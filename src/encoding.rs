//! Bounds-checked reading of the big-endian binary records used across the
//! chain files and indices. Writers build plain `Vec<u8>` buffers with
//! `to_be_bytes`; this module owns the read side.

use crate::errors::{ChainError, ChainResult};

/// Cursor over a byte slice. Every read is bounds-checked and reports the
/// missing byte count so callers can distinguish a truncated tail from
/// corrupted content.
pub struct ByteReader<'a> {
    buf: &'a [u8],
    pos: usize,
}

impl<'a> ByteReader<'a> {
    pub fn new(buf: &'a [u8]) -> Self {
        Self { buf, pos: 0 }
    }

    pub fn position(&self) -> usize {
        self.pos
    }

    pub fn remaining(&self) -> usize {
        self.buf.len() - self.pos
    }

    pub fn is_empty(&self) -> bool {
        self.remaining() == 0
    }

    pub fn read_u8(&mut self) -> ChainResult<u8> {
        let byte = self
            .buf
            .get(self.pos)
            .copied()
            .ok_or_else(|| short_read(1, 0))?;
        self.pos += 1;
        Ok(byte)
    }

    pub fn read_u16(&mut self) -> ChainResult<u16> {
        let bytes: [u8; 2] = self.read_bytes(2)?.try_into().expect("length checked");
        Ok(u16::from_be_bytes(bytes))
    }

    pub fn read_u32(&mut self) -> ChainResult<u32> {
        let bytes: [u8; 4] = self.read_bytes(4)?.try_into().expect("length checked");
        Ok(u32::from_be_bytes(bytes))
    }

    pub fn read_u64(&mut self) -> ChainResult<u64> {
        let bytes: [u8; 8] = self.read_bytes(8)?.try_into().expect("length checked");
        Ok(u64::from_be_bytes(bytes))
    }

    pub fn read_bytes(&mut self, len: usize) -> ChainResult<&'a [u8]> {
        if self.remaining() < len {
            return Err(short_read(len, self.remaining()));
        }
        let slice = &self.buf[self.pos..self.pos + len];
        self.pos += len;
        Ok(slice)
    }

    /// Reads a `u32`-length-prefixed byte vector.
    pub fn read_var_bytes(&mut self) -> ChainResult<Vec<u8>> {
        let len = self.read_u32()? as usize;
        Ok(self.read_bytes(len)?.to_vec())
    }
}

fn short_read(wanted: usize, available: usize) -> ChainError {
    ChainError::Encoding(format!(
        "unexpected end of buffer: wanted {wanted} bytes, {available} available"
    ))
}

/// Returns true when the error reports a buffer that ended mid-record, the
/// signature of a partially flushed tail after a crash.
pub fn is_truncation(err: &ChainError) -> bool {
    matches!(err, ChainError::Encoding(msg) if msg.starts_with("unexpected end of buffer"))
}

pub fn put_var_bytes(buf: &mut Vec<u8>, bytes: &[u8]) {
    buf.extend_from_slice(&(bytes.len() as u32).to_be_bytes());
    buf.extend_from_slice(bytes);
}

#[cfg(test)]
mod tests {
    use super::*;

    #[test]
    fn reads_integers_big_endian() {
        let mut buf = Vec::new();
        buf.push(0x07);
        buf.extend_from_slice(&0x0102u16.to_be_bytes());
        buf.extend_from_slice(&0xdead_beefu32.to_be_bytes());
        buf.extend_from_slice(&42u64.to_be_bytes());

        let mut reader = ByteReader::new(&buf);
        assert_eq!(reader.read_u8().unwrap(), 0x07);
        assert_eq!(reader.read_u16().unwrap(), 0x0102);
        assert_eq!(reader.read_u32().unwrap(), 0xdead_beef);
        assert_eq!(reader.read_u64().unwrap(), 42);
        assert!(reader.is_empty());
    }

    #[test]
    fn var_bytes_round_trip() {
        let mut buf = Vec::new();
        put_var_bytes(&mut buf, b"payload");
        let mut reader = ByteReader::new(&buf);
        assert_eq!(reader.read_var_bytes().unwrap(), b"payload".to_vec());
    }

    #[test]
    fn short_read_is_reported_as_truncation() {
        let buf = [0u8; 3];
        let mut reader = ByteReader::new(&buf);
        let err = reader.read_u32().unwrap_err();
        assert!(is_truncation(&err));
    }
}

-------------------------

WHAT NEEDS TO BE DONE:
In the entries, some lines may contain the word "reports". Give how many do, as a number by itself.

WRITTEN RESPONSE:
2